De vraag naar intelligentie in voertuigsystemen stijgt, mogelijk gemaakt door de toenemende rekenkracht van low-cost, robuuste controllers. Hiermee verschuift ook het gebruikte operating systeem voor de software in deze controllers steeds vaker naar Linux. Dit uit zich onder andere in de opkomst van initiatieven als Automotive Grade Linux (https://www.automotivelinux.org/), maar ook kleinere partijen maken in toenemende mate gebruik van moderne, krachtige microcontrollers met Linux als operating system. Het verhoogt de herbruikbaarheid van de in-house software en tegelijk kan er gebruik gemaakt worden van een snelgroeiende Linux georiënteerde (open-source) code base en support van een wereldwijde community van Linux gebruikers en ontwikkelaars. HAN heeft in diverse RAAK-mkb projecten (Fast&Curious, SMARTcode en COMBINE) tools ontwikkeld voor het modelgebaseerd ontwikkelen van software voor automotive regelsystemen, zie ook www.openMBD.com.

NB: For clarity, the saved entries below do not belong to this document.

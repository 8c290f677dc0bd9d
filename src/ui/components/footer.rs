//! Footer component renderer.
//!
//! Renders the footer help bar with centered keybinding hints.

use crate::ui::helpers::{display_width, position_cursor};
use crate::ui::theme::Theme;
use crate::ui::viewmodel::FooterInfo;

/// Renders the footer help bar at the specified row.
///
/// Displays keybinding hints centered horizontally with dimmed styling,
/// truncated to the terminal width so narrow panes do not corrupt the
/// layout.
///
/// # Returns
///
/// The next available row position (row + 1)
pub fn render_footer(row: usize, footer: &FooterInfo, theme: &Theme, cols: usize) -> usize {
    let help_text = &footer.keybindings;

    let text_width = display_width(help_text).min(cols);
    let padding = cols.saturating_sub(text_width) / 2;

    position_cursor(row, 1);
    print!("{}", Theme::fg(&theme.colors.text_dim));
    print!("{}", " ".repeat(padding));
    print!("{help_text}");
    print!("{}", " ".repeat(cols.saturating_sub(padding + text_width)));
    print!("{}", Theme::reset());
    row + 1
}
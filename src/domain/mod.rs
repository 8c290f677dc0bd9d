//! Domain layer for the Velobook plugin.
//!
//! This module contains the core booking types and business rules, independent
//! of Zellij-specific APIs or rendering concerns: the rental date range with
//! its ordering invariant, the priced quote, the submission outcome state, and
//! the local service-fee estimate.
//!
//! # Organization
//!
//! - [`error`]: Error types and result aliases
//! - [`bike`]: The bike being offered for rent
//! - [`rental`]: Date range, submission outcome, and error taxonomy
//! - [`quote`]: Priced breakdown for a date range
//! - [`pricing`]: Local service-fee estimate

pub mod bike;
pub mod error;
pub mod pricing;
pub mod quote;
pub mod rental;

pub use bike::Bike;
pub use error::{Result, VelobookError};
pub use quote::Quote;
pub use rental::{DateRange, ErrorKind, SubmitOutcome};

Deze tools zijn reeds jaren in gebruik in onderwijs, onderzoek en bij een aantal marktpartijen en maken nog gebruik van een compact, ‘real-time’ operating systeem. Met MODAL willen we in een klein, slagvaardig consortium voorsorteren op het brede gebruik van Linux door support voor Linux toe te voegen en tegelijkertijd ook features in te bouwen voor remote connectie en data-georiënteerde toepassingen, die van toenemend belang zijn in de markt. De resulterende upgrade zal net als bestaande versies weer als open source oplossing worden gepubliceerd, waarmee we onderwijs, onderzoek en beroepspraktijk versterken. De ontwikkeling de huidige tools creëerde veel spin-off in praktijkgericht onderzoek en een verschuiving naar modelgebaseerde ontwikkeling bij marktpartijen in een diversiteit aan automotive en industriële toepassingen. Linux-gebruik creëert meer standaardisatie resulterend in een brede inzetbaarheid van de tools. De MODAL resultaten worden daarom gezien als startpunt voor veel vervolgonderzoek, enerzijds in toepassingen en anderzijds in verdere ontwikkeling van features in de tools. De resultaten zullen dan ook expliciet worden gedissemineerd in onderwijs, onderzoek en beroepspraktijk.